*WHAT IS REQUIRED*
Print the full listing below exactly, keeping every character as it stands.
SOURCE DATA Start Marker
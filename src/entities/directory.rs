// 📒 Account Directory - every account opened during the session
//
// Accounts are kept in creation order and looked up by account number with a
// linear scan. Nothing is ever removed.

use rust_decimal::Decimal;
use serde::{Deserialize, Serialize};
use tracing::{debug, info};

use super::account::{Account, Counterparty, Receipt};
use crate::error::{BankError, BankResult, Operation, Party};

// ============================================================================
// NUMBER POLICY
// ============================================================================

/// Whether `create` enforces unique account numbers
#[derive(Debug, Clone, Copy, Default, PartialEq, Eq, Serialize, Deserialize)]
pub enum NumberPolicy {
    /// Duplicates are appended; lookups return the first match
    #[default]
    Permissive,

    /// A number already in the directory is rejected
    Unique,
}

// ============================================================================
// ACCOUNT DIRECTORY
// ============================================================================

#[derive(Debug, Clone, Default, Serialize, Deserialize)]
pub struct AccountDirectory {
    policy: NumberPolicy,
    accounts: Vec<Account>,
}

impl AccountDirectory {
    /// Empty directory with the permissive number policy
    pub fn new() -> Self {
        Self::default()
    }

    pub fn with_policy(policy: NumberPolicy) -> Self {
        AccountDirectory {
            policy,
            accounts: Vec::new(),
        }
    }

    pub fn policy(&self) -> NumberPolicy {
        self.policy
    }

    /// Open an account and append it.
    ///
    /// The initial balance is not validated. Under `NumberPolicy::Unique` a
    /// number that is already present fails with `DuplicateAccountNumber`.
    pub fn create(
        &mut self,
        holder_name: impl Into<String>,
        account_number: impl Into<String>,
        initial_balance: Decimal,
    ) -> BankResult<&Account> {
        let account_number = account_number.into();

        if self.policy == NumberPolicy::Unique && self.position(&account_number).is_some() {
            debug!(account_number = %account_number, "rejected duplicate account number");
            return Err(BankError::DuplicateAccountNumber(account_number));
        }

        let account = Account::new(holder_name, account_number, initial_balance);
        info!(
            account_number = %account.account_number(),
            balance = %account.balance(),
            "account created"
        );

        self.accounts.push(account);
        let index = self.accounts.len() - 1;
        Ok(&self.accounts[index])
    }

    /// First account (in creation order) with this number
    pub fn find_by_number(&self, account_number: &str) -> Option<&Account> {
        self.accounts
            .iter()
            .find(|a| a.account_number() == account_number)
    }

    pub fn find_by_number_mut(&mut self, account_number: &str) -> Option<&mut Account> {
        self.accounts
            .iter_mut()
            .find(|a| a.account_number() == account_number)
    }

    /// Lookup that reports a miss as `AccountNotFound`
    pub fn require(&self, account_number: &str, party: Party) -> BankResult<&Account> {
        self.find_by_number(account_number)
            .ok_or_else(|| BankError::not_found(party, account_number))
    }

    fn position(&self, account_number: &str) -> Option<usize> {
        self.accounts
            .iter()
            .position(|a| a.account_number() == account_number)
    }

    fn require_position(&self, account_number: &str, party: Party) -> BankResult<usize> {
        self.position(account_number)
            .ok_or_else(|| BankError::not_found(party, account_number))
    }

    pub fn deposit(&mut self, account_number: &str, amount: Decimal) -> BankResult<Receipt> {
        let account = self
            .find_by_number_mut(account_number)
            .ok_or_else(|| BankError::not_found(Party::Holder, account_number))?;

        log_outcome(account.deposit(amount))
    }

    pub fn withdraw(&mut self, account_number: &str, amount: Decimal) -> BankResult<Receipt> {
        let account = self
            .find_by_number_mut(account_number)
            .ok_or_else(|| BankError::not_found(Party::Holder, account_number))?;

        log_outcome(account.withdraw(amount))
    }

    /// Move `amount` from one account to another, both looked up by number.
    ///
    /// The source is resolved first, then the recipient, then the amount is
    /// checked. When both numbers resolve to the same account the transfer
    /// succeeds without changing the balance.
    pub fn transfer(&mut self, from: &str, to: &str, amount: Decimal) -> BankResult<Receipt> {
        let source = self.require_position(from, Party::Source)?;
        let target = self.require_position(to, Party::Recipient)?;

        if source == target {
            return log_outcome(self.transfer_to_self(source, amount));
        }

        let (source, target) = if source < target {
            let (left, right) = self.accounts.split_at_mut(target);
            (&mut left[source], &mut right[0])
        } else {
            let (left, right) = self.accounts.split_at_mut(source);
            (&mut right[0], &mut left[target])
        };

        log_outcome(source.transfer(target, amount))
    }

    // Withdraw then deposit on one record nets out to nothing
    fn transfer_to_self(&self, index: usize, amount: Decimal) -> BankResult<Receipt> {
        let account = &self.accounts[index];
        if !account.can_cover(amount) {
            return Err(BankError::InvalidAmount {
                operation: Operation::Transfer,
                amount,
            });
        }

        Ok(Receipt {
            operation: Operation::Transfer,
            amount,
            account_number: account.account_number().to_string(),
            balance: account.balance(),
            counterparty: Some(Counterparty {
                account_number: account.account_number().to_string(),
                balance: account.balance(),
            }),
        })
    }

    /// All accounts in creation order
    pub fn accounts(&self) -> &[Account] {
        &self.accounts
    }

    pub fn get(&self, index: usize) -> Option<&Account> {
        self.accounts.get(index)
    }

    pub fn len(&self) -> usize {
        self.accounts.len()
    }

    pub fn is_empty(&self) -> bool {
        self.accounts.is_empty()
    }

    /// Sum of every balance in the directory, saturating at the Decimal range
    pub fn total_balance(&self) -> Decimal {
        self.accounts
            .iter()
            .fold(Decimal::ZERO, |total, a| total.saturating_add(a.balance()))
    }
}

fn log_outcome(outcome: BankResult<Receipt>) -> BankResult<Receipt> {
    match &outcome {
        Ok(receipt) => info!(
            operation = receipt.operation.as_str(),
            account_number = %receipt.account_number,
            amount = %receipt.amount,
            balance = %receipt.balance,
            "operation applied"
        ),
        Err(err) => debug!(error = %err, "operation rejected"),
    }
    outcome
}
SOURCE DATA End Marker
*RESULT BELOW*
filename src/entities/directory.rs
// 📒 Account Directory - every account opened during the session
//
// Accounts are kept in creation order and looked up by account number with a
// linear scan. Nothing is ever removed.

use rust_decimal::Decimal;
use serde::{Deserialize, Serialize};
use tracing::{debug, info};

use super::account::{Account, Counterparty, Receipt};
use crate::error::{BankError, BankResult, Operation, Party};

// ============================================================================
// NUMBER POLICY
// ============================================================================

/// Whether `create` enforces unique account numbers
#[derive(Debug, Clone, Copy, Default, PartialEq, Eq, Serialize, Deserialize)]
pub enum NumberPolicy {
    /// Duplicates are appended; lookups return the first match
    #[default]
    Permissive,

    /// A number already in the directory is rejected
    Unique,
}

// ============================================================================
// ACCOUNT DIRECTORY
// ============================================================================

#[derive(Debug, Clone, Default, Serialize, Deserialize)]
pub struct AccountDirectory {
    policy: NumberPolicy,
    accounts: Vec<Account>,
}

impl AccountDirectory {
    /// Empty directory with the permissive number policy
    pub fn new() -> Self {
        Self::default()
    }

    pub fn with_policy(policy: NumberPolicy) -> Self {
        AccountDirectory {
            policy,
            accounts: Vec::new(),
        }
    }

    pub fn policy(&self) -> NumberPolicy {
        self.policy
    }

    /// Open an account and append it.
    ///
    /// The initial balance is not validated. Under `NumberPolicy::Unique` a
    /// number that is already present fails with `DuplicateAccountNumber`.
    pub fn create(
        &mut self,
        holder_name: impl Into<String>,
        account_number: impl Into<String>,
        initial_balance: Decimal,
    ) -> BankResult<&Account> {
        let account_number = account_number.into();

        if self.policy == NumberPolicy::Unique && self.position(&account_number).is_some() {
            debug!(account_number = %account_number, "rejected duplicate account number");
            return Err(BankError::DuplicateAccountNumber(account_number));
        }

        let account = Account::new(holder_name, account_number, initial_balance);
        info!(
            account_number = %account.account_number(),
            balance = %account.balance(),
            "account created"
        );

        self.accounts.push(account);
        let index = self.accounts.len() - 1;
        Ok(&self.accounts[index])
    }

    /// First account (in creation order) with this number
    pub fn find_by_number(&self, account_number: &str) -> Option<&Account> {
        self.accounts
            .iter()
            .find(|a| a.account_number() == account_number)
    }

    pub fn find_by_number_mut(&mut self, account_number: &str) -> Option<&mut Account> {
        self.accounts
            .iter_mut()
            .find(|a| a.account_number() == account_number)
    }

    /// Lookup that reports a miss as `AccountNotFound`
    pub fn require(&self, account_number: &str, party: Party) -> BankResult<&Account> {
        self.find_by_number(account_number)
            .ok_or_else(|| BankError::not_found(party, account_number))
    }

    fn position(&self, account_number: &str) -> Option<usize> {
        self.accounts
            .iter()
            .position(|a| a.account_number() == account_number)
    }

    fn require_position(&self, account_number: &str, party: Party) -> BankResult<usize> {
        self.position(account_number)
            .ok_or_else(|| BankError::not_found(party, account_number))
    }

    pub fn deposit(&mut self, account_number: &str, amount: Decimal) -> BankResult<Receipt> {
        let account = self
            .find_by_number_mut(account_number)
            .ok_or_else(|| BankError::not_found(Party::Holder, account_number))?;

        log_outcome(account.deposit(amount))
    }

    pub fn withdraw(&mut self, account_number: &str, amount: Decimal) -> BankResult<Receipt> {
        let account = self
            .find_by_number_mut(account_number)
            .ok_or_else(|| BankError::not_found(Party::Holder, account_number))?;

        log_outcome(account.withdraw(amount))
    }

    /// Move `amount` from one account to another, both looked up by number.
    ///
    /// The source is resolved first, then the recipient, then the amount is
    /// checked. When both numbers resolve to the same account the transfer
    /// succeeds without changing the balance.
    pub fn transfer(&mut self, from: &str, to: &str, amount: Decimal) -> BankResult<Receipt> {
        let source = self.require_position(from, Party::Source)?;
        let target = self.require_position(to, Party::Recipient)?;

        if source == target {
            return log_outcome(self.transfer_to_self(source, amount));
        }

        let (source, target) = if source < target {
            let (left, right) = self.accounts.split_at_mut(target);
            (&mut left[source], &mut right[0])
        } else {
            let (left, right) = self.accounts.split_at_mut(source);
            (&mut right[0], &mut left[target])
        };

        log_outcome(source.transfer(target, amount))
    }

    // Withdraw then deposit on one record nets out to nothing
    fn transfer_to_self(&self, index: usize, amount: Decimal) -> BankResult<Receipt> {
        let account = &self.accounts[index];
        if !account.can_cover(amount) {
            return Err(BankError::InvalidAmount {
                operation: Operation::Transfer,
                amount,
            });
        }

        Ok(Receipt {
            operation: Operation::Transfer,
            amount,
            account_number: account.account_number().to_string(),
            balance: account.balance(),
            counterparty: Some(Counterparty {
                account_number: account.account_number().to_string(),
                balance: account.balance(),
            }),
        })
    }

    /// All accounts in creation order
    pub fn accounts(&self) -> &[Account] {
        &self.accounts
    }

    pub fn get(&self, index: usize) -> Option<&Account> {
        self.accounts.get(index)
    }

    pub fn len(&self) -> usize {
        self.accounts.len()
    }

    pub fn is_empty(&self) -> bool {
        self.accounts.is_empty()
    }

    /// Sum of every balance in the directory, saturating at the Decimal range
    pub fn total_balance(&self) -> Decimal {
        self.accounts
            .iter()
            .fold(Decimal::ZERO, |total, a| total.saturating_add(a.balance()))
    }
}

fn log_outcome(outcome: BankResult<Receipt>) -> BankResult<Receipt> {
    match &outcome {
        Ok(receipt) => info!(
            operation = receipt.operation.as_str(),
            account_number = %receipt.account_number,
            amount = %receipt.amount,
            balance = %receipt.balance,
            "operation applied"
        ),
        Err(err) => debug!(error = %err, "operation rejected"),
    }
    outcome
}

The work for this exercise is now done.